[PROVIDED RECORDS]

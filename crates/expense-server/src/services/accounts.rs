use serde::Deserialize;

use crate::auth::guard::LoginSurface;
use crate::auth::{password, session};
use crate::config::Config;
use crate::db::DbPool;
use crate::error::{AppError, AppResult};
use crate::models::{Role, Session, User};
use crate::services::directory::{self, NewUser};
use crate::services::{non_blank, FieldErrors};

pub const MIN_PASSWORD_LEN: usize = 8;

#[derive(Debug, Default, Deserialize)]
#[serde(default)]
pub struct Credentials {
    pub email: Option<String>,
    pub password: Option<String>,
}

/// Self-registration fields. `role` and `manager_id` only apply on the staff surface.
#[derive(Debug, Default, Deserialize)]
#[serde(default)]
pub struct Registration {
    pub name: Option<String>,
    pub email: Option<String>,
    pub password: Option<String>,
    pub role: Option<String>,
    #[serde(alias = "managerId")]
    pub manager_id: Option<String>,
    pub country: Option<String>,
}

#[derive(Debug)]
pub struct LoginOutcome {
    pub session: Session,
    pub user: User,
}

pub fn login(
    pool: &DbPool,
    config: &Config,
    credentials: &Credentials,
    surface: LoginSurface,
) -> AppResult<LoginOutcome> {
    let mut errors = FieldErrors::default();
    let email = errors.required("email", credentials.email.as_deref());
    let password = credentials.password.clone().unwrap_or_default();
    if password.is_empty() {
        errors.invalid("password");
    }
    errors.finish()?;

    let conn = pool.get()?;
    let Some(user) = directory::find_by_email(&conn, &email)? else {
        password::verify_dummy(&password);
        tracing::info!("Login failed: no account for {email}");
        return Err(AppError::InvalidCredentials);
    };

    if !password::verify_password(&password, &user.password_hash)? {
        tracing::info!(user_id = %user.id, "Login failed: wrong password");
        return Err(AppError::InvalidCredentials);
    }

    if !surface.admits(user.role) {
        tracing::warn!(user_id = %user.id, role = %user.role, ?surface, "Login refused on this surface");
        return Err(AppError::AccessDenied);
    }

    let session = session::create_session(
        pool,
        &config.session_secret,
        &user,
        config.session_ttl_minutes,
    )?;
    tracing::info!(user_id = %user.id, role = %user.role, "User logged in");

    Ok(LoginOutcome { session, user })
}

/// Validate the account fields shared by every account-creating operation.
pub(crate) fn validate_account_fields(
    errors: &mut FieldErrors,
    name: Option<&str>,
    email: Option<&str>,
    password: Option<&str>,
) -> (String, String, String) {
    let name = errors.required("name", name);
    let email = errors.required("email", email);
    if !email.is_empty() && !email.contains('@') {
        errors.invalid("email");
    }
    let password = password.unwrap_or_default().to_string();
    if password.chars().count() < MIN_PASSWORD_LEN {
        errors.invalid("password");
    }
    (name, email, password)
}

/// Which registration entry point is in use.
#[derive(Debug, Clone, Copy, PartialEq, Eq)]
pub enum RegistrationSurface {
    /// Open sign-up: always an employee without a manager.
    Public,
    /// Employee/manager sign-up: role is required and may carry a manager choice.
    Staff,
}

/// Register an account. On the staff surface a manager choice that does not
/// reference an existing manager is dropped rather than failing the registration.
pub fn register(
    pool: &DbPool,
    surface: RegistrationSurface,
    registration: Registration,
) -> AppResult<User> {
    let mut errors = FieldErrors::default();
    let (name, email, password) = validate_account_fields(
        &mut errors,
        registration.name.as_deref(),
        registration.email.as_deref(),
        registration.password.as_deref(),
    );
    let (role, requested_manager) = match surface {
        RegistrationSurface::Public => (Role::Employee, None),
        RegistrationSurface::Staff => {
            let role = match non_blank(registration.role).as_deref().map(str::parse::<Role>) {
                Some(Ok(role @ (Role::Employee | Role::Manager))) => role,
                _ => {
                    errors.invalid("role");
                    Role::Employee
                }
            };
            (role, non_blank(registration.manager_id))
        }
    };
    errors.finish()?;

    let conn = pool.get()?;
    if directory::find_by_email(&conn, &email)?.is_some() {
        return Err(AppError::DuplicateEmail);
    }

    let manager_id = match (role, requested_manager) {
        (Role::Employee, Some(id)) if directory::is_manager(&conn, &id)? => Some(id),
        (_, Some(id)) => {
            tracing::warn!("Ignoring manager {id} on {role} registration for {email}");
            None
        }
        (_, None) => None,
    };

    let country = non_blank(registration.country);
    let password_hash = password::hash_password(&password)?;
    let user = directory::insert_user(
        &conn,
        &NewUser {
            name: &name,
            email: &email,
            password_hash: &password_hash,
            role,
            manager_id: manager_id.as_deref(),
            country: country.as_deref(),
        },
    )?;
    tracing::info!(user_id = %user.id, role = %user.role, ?surface, "Registered new account");
    Ok(user)
}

[/PROVIDED RECORDS]

• **WORK ITEM**: Repeat the listing above in full.

• **SOLUTION FOR THIS PROBLEM**:
filename crates/expense-server/src/services/accounts.rs
use serde::Deserialize;

use crate::auth::guard::LoginSurface;
use crate::auth::{password, session};
use crate::config::Config;
use crate::db::DbPool;
use crate::error::{AppError, AppResult};
use crate::models::{Role, Session, User};
use crate::services::directory::{self, NewUser};
use crate::services::{non_blank, FieldErrors};

pub const MIN_PASSWORD_LEN: usize = 8;

#[derive(Debug, Default, Deserialize)]
#[serde(default)]
pub struct Credentials {
    pub email: Option<String>,
    pub password: Option<String>,
}

/// Self-registration fields. `role` and `manager_id` only apply on the staff surface.
#[derive(Debug, Default, Deserialize)]
#[serde(default)]
pub struct Registration {
    pub name: Option<String>,
    pub email: Option<String>,
    pub password: Option<String>,
    pub role: Option<String>,
    #[serde(alias = "managerId")]
    pub manager_id: Option<String>,
    pub country: Option<String>,
}

#[derive(Debug)]
pub struct LoginOutcome {
    pub session: Session,
    pub user: User,
}

pub fn login(
    pool: &DbPool,
    config: &Config,
    credentials: &Credentials,
    surface: LoginSurface,
) -> AppResult<LoginOutcome> {
    let mut errors = FieldErrors::default();
    let email = errors.required("email", credentials.email.as_deref());
    let password = credentials.password.clone().unwrap_or_default();
    if password.is_empty() {
        errors.invalid("password");
    }
    errors.finish()?;

    let conn = pool.get()?;
    let Some(user) = directory::find_by_email(&conn, &email)? else {
        password::verify_dummy(&password);
        tracing::info!("Login failed: no account for {email}");
        return Err(AppError::InvalidCredentials);
    };

    if !password::verify_password(&password, &user.password_hash)? {
        tracing::info!(user_id = %user.id, "Login failed: wrong password");
        return Err(AppError::InvalidCredentials);
    }

    if !surface.admits(user.role) {
        tracing::warn!(user_id = %user.id, role = %user.role, ?surface, "Login refused on this surface");
        return Err(AppError::AccessDenied);
    }

    let session = session::create_session(
        pool,
        &config.session_secret,
        &user,
        config.session_ttl_minutes,
    )?;
    tracing::info!(user_id = %user.id, role = %user.role, "User logged in");

    Ok(LoginOutcome { session, user })
}

/// Validate the account fields shared by every account-creating operation.
pub(crate) fn validate_account_fields(
    errors: &mut FieldErrors,
    name: Option<&str>,
    email: Option<&str>,
    password: Option<&str>,
) -> (String, String, String) {
    let name = errors.required("name", name);
    let email = errors.required("email", email);
    if !email.is_empty() && !email.contains('@') {
        errors.invalid("email");
    }
    let password = password.unwrap_or_default().to_string();
    if password.chars().count() < MIN_PASSWORD_LEN {
        errors.invalid("password");
    }
    (name, email, password)
}

/// Which registration entry point is in use.
#[derive(Debug, Clone, Copy, PartialEq, Eq)]
pub enum RegistrationSurface {
    /// Open sign-up: always an employee without a manager.
    Public,
    /// Employee/manager sign-up: role is required and may carry a manager choice.
    Staff,
}

/// Register an account. On the staff surface a manager choice that does not
/// reference an existing manager is dropped rather than failing the registration.
pub fn register(
    pool: &DbPool,
    surface: RegistrationSurface,
    registration: Registration,
) -> AppResult<User> {
    let mut errors = FieldErrors::default();
    let (name, email, password) = validate_account_fields(
        &mut errors,
        registration.name.as_deref(),
        registration.email.as_deref(),
        registration.password.as_deref(),
    );
    let (role, requested_manager) = match surface {
        RegistrationSurface::Public => (Role::Employee, None),
        RegistrationSurface::Staff => {
            let role = match non_blank(registration.role).as_deref().map(str::parse::<Role>) {
                Some(Ok(role @ (Role::Employee | Role::Manager))) => role,
                _ => {
                    errors.invalid("role");
                    Role::Employee
                }
            };
            (role, non_blank(registration.manager_id))
        }
    };
    errors.finish()?;

    let conn = pool.get()?;
    if directory::find_by_email(&conn, &email)?.is_some() {
        return Err(AppError::DuplicateEmail);
    }

    let manager_id = match (role, requested_manager) {
        (Role::Employee, Some(id)) if directory::is_manager(&conn, &id)? => Some(id),
        (_, Some(id)) => {
            tracing::warn!("Ignoring manager {id} on {role} registration for {email}");
            None
        }
        (_, None) => None,
    };

    let country = non_blank(registration.country);
    let password_hash = password::hash_password(&password)?;
    let user = directory::insert_user(
        &conn,
        &NewUser {
            name: &name,
            email: &email,
            password_hash: &password_hash,
            role,
            manager_id: manager_id.as_deref(),
            country: country.as_deref(),
        },
    )?;
    tracing::info!(user_id = %user.id, role = %user.role, ?surface, "Registered new account");
    Ok(user)
}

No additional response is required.